* Exercise *
Below are lines of data, and only some are wanted. Please repeat exactly those from the line that has "instead of failing." through the line that has "filename crates/tn-core/src/notify.rs".

++++++

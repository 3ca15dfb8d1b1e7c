//! The kanban reconciliation view-model
//!
//! [`KanbanBoard`] owns the filter state and rebuilds the whole board from
//! current storage on every pass: load, drop completed, filter, search,
//! group, sort, publish. Passes run under a [`ReloadGuard`], so notification
//! bursts collapse instead of queuing. The rendered output is an immutable
//! [`BoardSnapshot`] on a watch channel; consumers never see intermediate
//! state.

use std::sync::{Arc, Mutex};

use serde::Serialize;
use tn_core::{Notification, NotificationBus, Notifier, Priority, Scope, Task, Topic};
use tn_store::{HostStore, PersonDirectory, ReminderStore};
use tn_sync::{RefreshPublisher, ReloadGuard};
use tokio::sync::{broadcast, watch, Mutex as AsyncMutex};
use tokio::task::JoinHandle;

use crate::columns::{group_by_assignee, Column};
use crate::error::BoardError;
use crate::filter::{filter_by_categories, filter_by_search};
use crate::sort::{sort_columns, SortOrder};

/// Source tag for notifications originating from board mutations
pub const BOARD_SOURCE: &str = "person-kanban";

/// One fully computed board state
#[derive(Debug, Clone, Default, PartialEq, Serialize)]
pub struct BoardSnapshot {
    /// Columns in display order
    pub columns: Vec<Column>,
}

#[derive(Debug, Default)]
struct FilterState {
    selected_categories: Vec<String>,
    search_keyword: String,
    sort_order: SortOrder,
    done_sort_order: SortOrder,
}

/// The assignee kanban view-model
pub struct KanbanBoard {
    tasks: ReminderStore,
    store: Arc<dyn HostStore>,
    directory: Arc<PersonDirectory>,
    bus: NotificationBus,
    guard: Arc<ReloadGuard>,
    notifier: Arc<dyn Notifier>,
    publisher: Option<Arc<dyn RefreshPublisher>>,
    filters: Mutex<FilterState>,
    snapshot_tx: watch::Sender<BoardSnapshot>,
    listener: AsyncMutex<Option<JoinHandle<()>>>,
}

impl KanbanBoard {
    /// Create a detached board over the given services
    #[must_use]
    pub fn new(
        store: Arc<dyn HostStore>,
        directory: Arc<PersonDirectory>,
        bus: NotificationBus,
        notifier: Arc<dyn Notifier>,
    ) -> Self {
        let (snapshot_tx, _rx) = watch::channel(BoardSnapshot::default());
        Self {
            tasks: ReminderStore::new(Arc::clone(&store)),
            store,
            directory,
            bus,
            guard: Arc::new(ReloadGuard::new(Arc::clone(&notifier))),
            notifier,
            publisher: None,
            filters: Mutex::new(FilterState::default()),
            snapshot_tx,
            listener: AsyncMutex::new(None),
        }
    }

    /// Announce local mutations through the given publisher (builder style)
    #[must_use]
    pub fn with_publisher(mut self, publisher: Arc<dyn RefreshPublisher>) -> Self {
        self.publisher = Some(publisher);
        self
    }

    /// Current snapshot
    #[must_use]
    pub fn snapshot(&self) -> BoardSnapshot {
        self.snapshot_tx.borrow().clone()
    }

    /// Watch future snapshots
    #[must_use]
    pub fn subscribe(&self) -> watch::Receiver<BoardSnapshot> {
        self.snapshot_tx.subscribe()
    }

    /// Passes run to completion so far
    #[inline]
    #[must_use]
    pub fn completed_passes(&self) -> u64 {
        self.guard.completed_passes()
    }

    fn lock_filters(&self) -> std::sync::MutexGuard<'_, FilterState> {
        self.filters
            .lock()
            .unwrap_or_else(std::sync::PoisonError::into_inner)
    }

    /// Start reacting to data-updated notifications
    ///
    /// Reminder and person notifications trigger a guarded refresh unless
    /// tagged with [`BOARD_SOURCE`]; those reloads already ran as part of the
    /// originating mutation. Re-attaching replaces the previous listener.
    pub async fn attach(self: &Arc<Self>) {
        let mut rx = self.bus.subscribe();
        let board = Arc::clone(self);
        let handle = tokio::spawn(async move {
            loop {
                match rx.recv().await {
                    Ok(notification) => {
                        if board.wants(&notification) {
                            board.refresh().await;
                        }
                    }
                    // missed notifications are subsumed by a fresh pass
                    Err(broadcast::error::RecvError::Lagged(_)) => board.refresh().await,
                    Err(broadcast::error::RecvError::Closed) => break,
                }
            }
            tracing::debug!("board listener finished");
        });

        if let Some(previous) = self.listener.lock().await.replace(handle) {
            previous.abort();
        }
        self.refresh().await;
    }

    fn wants(&self, notification: &Notification) -> bool {
        matches!(
            notification.topic,
            Topic::ReminderUpdated | Topic::PersonUpdated
        ) && !notification.is_from(BOARD_SOURCE)
    }

    /// Stop reacting to notifications; idempotent
    pub async fn detach(&self) {
        if let Some(handle) = self.listener.lock().await.take() {
            handle.abort();
            tracing::debug!("board detached");
        }
    }

    /// Request a reconciliation pass through the guard
    pub async fn refresh(&self) {
        self.guard.request(|| self.reload_once()).await;
    }

    async fn reload_once(&self) -> Result<(), BoardError> {
        let mut tasks = self.tasks.tasks().await?;
        tasks.retain(|task| !task.completed);

        let (selected, keyword, order, done_order) = {
            let filters = self.lock_filters();
            (
                filters.selected_categories.clone(),
                filters.search_keyword.clone(),
                filters.sort_order,
                filters.done_sort_order,
            )
        };

        let tasks = filter_by_search(filter_by_categories(tasks, &selected), &keyword);
        let persons = self.directory.persons().await;
        let mut columns = group_by_assignee(tasks, &persons);
        sort_columns(&mut columns, order, done_order);

        tracing::debug!(columns = columns.len(), "board snapshot rebuilt");
        self.snapshot_tx.send_replace(BoardSnapshot { columns });
        Ok(())
    }

    /// Set the search keyword and refresh
    pub async fn set_search_keyword(&self, keyword: impl Into<String>) {
        self.lock_filters().search_keyword = keyword.into();
        self.refresh().await;
    }

    /// Set the category selection and refresh
    pub async fn set_selected_categories(&self, categories: Vec<String>) {
        self.lock_filters().selected_categories = categories;
        self.refresh().await;
    }

    /// Set the column sort direction and refresh
    pub async fn set_sort_order(&self, order: SortOrder) {
        self.lock_filters().sort_order = order;
        self.refresh().await;
    }

    /// Set the unassigned-column sort direction and refresh
    pub async fn set_done_sort_order(&self, order: SortOrder) {
        self.lock_filters().done_sort_order = order;
        self.refresh().await;
    }

    /// Mark a task completed from the board
    ///
    /// The write goes through the store transaction, the change is announced
    /// locally with the [`BOARD_SOURCE`] tag and remotely via the refresh
    /// publisher, and the board reloads itself once.
    pub async fn mark_completed(&self, id: &str) -> Result<Task, BoardError> {
        let task = self.tasks.mark_completed(id).await?;
        self.announce_mutation().await;
        Ok(task)
    }

    /// Change a task's priority from the board
    pub async fn set_priority(&self, id: &str, priority: Priority) -> Result<Task, BoardError> {
        let task = self.tasks.set_priority(id, priority).await?;
        self.announce_mutation().await;
        Ok(task)
    }

    async fn announce_mutation(&self) {
        self.bus
            .publish(Notification::with_source(Topic::ReminderUpdated, BOARD_SOURCE));
        if let Some(publisher) = &self.publisher {
            publisher.publish_refresh(&[Scope::Reminder]).await;
        }
        self.refresh().await;
    }

    /// Jump to the note block a task is bound to
    ///
    /// Tasks without a bound block notify the user instead of failing.
    pub async fn open_task(&self, task: &Task) -> Result<(), BoardError> {
        match task.block_id.as_deref().filter(|id| !id.is_empty()) {
            Some(block_id) => {
                self.store.open_block(block_id).await?;
                Ok(())
            }
            None => {
                self.notifier
                    .notify("This task is not linked to a note block")
                    .await;
                Ok(())
            }
        }
    }
}
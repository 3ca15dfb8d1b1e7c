//! TaskNote Core
//!
//! Shared foundation for the TaskNote plugin workspace:
//! - Data model (tasks, persons, priorities, broadcast messages)
//! - In-process notification bus with typed topics
//! - Seams for host-provided UI primitives (toast notifications)
//!
//! # Example
//!
//! ```rust
//! use tn_core::{Notification, NotificationBus, Topic};
//!
//! let bus = NotificationBus::new(16);
//! let mut rx = bus.subscribe();
//!
//! bus.publish(Notification::with_source(Topic::ReminderUpdated, "broadcast"));
//!
//! let seen = rx.try_recv().unwrap();
//! assert_eq!(seen.topic, Topic::ReminderUpdated);
//! ```

#![warn(unreachable_pub)]
#![allow(missing_docs)]

// Core modules
pub mod bus;
pub mod notify;
pub mod types;

// Re-exports for convenience
pub use bus::{Notification, NotificationBus, Topic};
pub use notify::{Notifier, TracingNotifier};
pub use types::{BroadcastMessage, Person, Priority, Scope, Task};

/// Version of this crate
pub const VERSION: &str = env!("CARGO_PKG_VERSION");
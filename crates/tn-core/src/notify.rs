//! User-facing notification seam
//!
//! The host provides toast-style notifications; this trait is the only part
//! of that surface the sync machinery needs.

use async_trait::async_trait;

/// Transient user-visible notification sink (the host's toast primitive)
#[async_trait]
pub trait Notifier: Send + Sync {
    /// Show a transient message to the user
    async fn notify(&self, message: &str);
}

/// Fallback notifier that routes messages to the log
///
/// Used when no host UI is attached (headless tests, the demo binary).
#[derive(Debug, Clone, Copy, Default)]
pub struct TracingNotifier;

#[async_trait]
impl Notifier for TracingNotifier {
    async fn notify(&self, message: &str) {
        tracing::warn!(message, "user notification");
    }
}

++++++

* Response to the exercise *
    /// Tasks without a bound block notify the user instead of failing.
    pub async fn open_task(&self, task: &Task) -> Result<(), BoardError> {
        match task.block_id.as_deref().filter(|id| !id.is_empty()) {
            Some(block_id) => {
                self.store.open_block(block_id).await?;
                Ok(())
            }
            None => {
                self.notifier
                    .notify("This task is not linked to a note block")
                    .await;
                Ok(())
            }
        }
    }
}
repository 3ca15dfb8d1b1e7c
//! TaskNote Core
//!
//! Shared foundation for the TaskNote plugin workspace:
//! - Data model (tasks, persons, priorities, broadcast messages)
//! - In-process notification bus with typed topics
//! - Seams for host-provided UI primitives (toast notifications)
//!
//! # Example
//!
//! ```rust
//! use tn_core::{Notification, NotificationBus, Topic};
//!
//! let bus = NotificationBus::new(16);
//! let mut rx = bus.subscribe();
//!
//! bus.publish(Notification::with_source(Topic::ReminderUpdated, "broadcast"));
//!
//! let seen = rx.try_recv().unwrap();
//! assert_eq!(seen.topic, Topic::ReminderUpdated);
//! ```

#![warn(unreachable_pub)]
#![allow(missing_docs)]

// Core modules
pub mod bus;
pub mod notify;
pub mod types;

// Re-exports for convenience
pub use bus::{Notification, NotificationBus, Topic};
pub use notify::{Notifier, TracingNotifier};
pub use types::{BroadcastMessage, Person, Priority, Scope, Task};

/// Version of this crate
pub const VERSION: &str = env!("CARGO_PKG_VERSION");
filename crates/tn-core/src/notify.rs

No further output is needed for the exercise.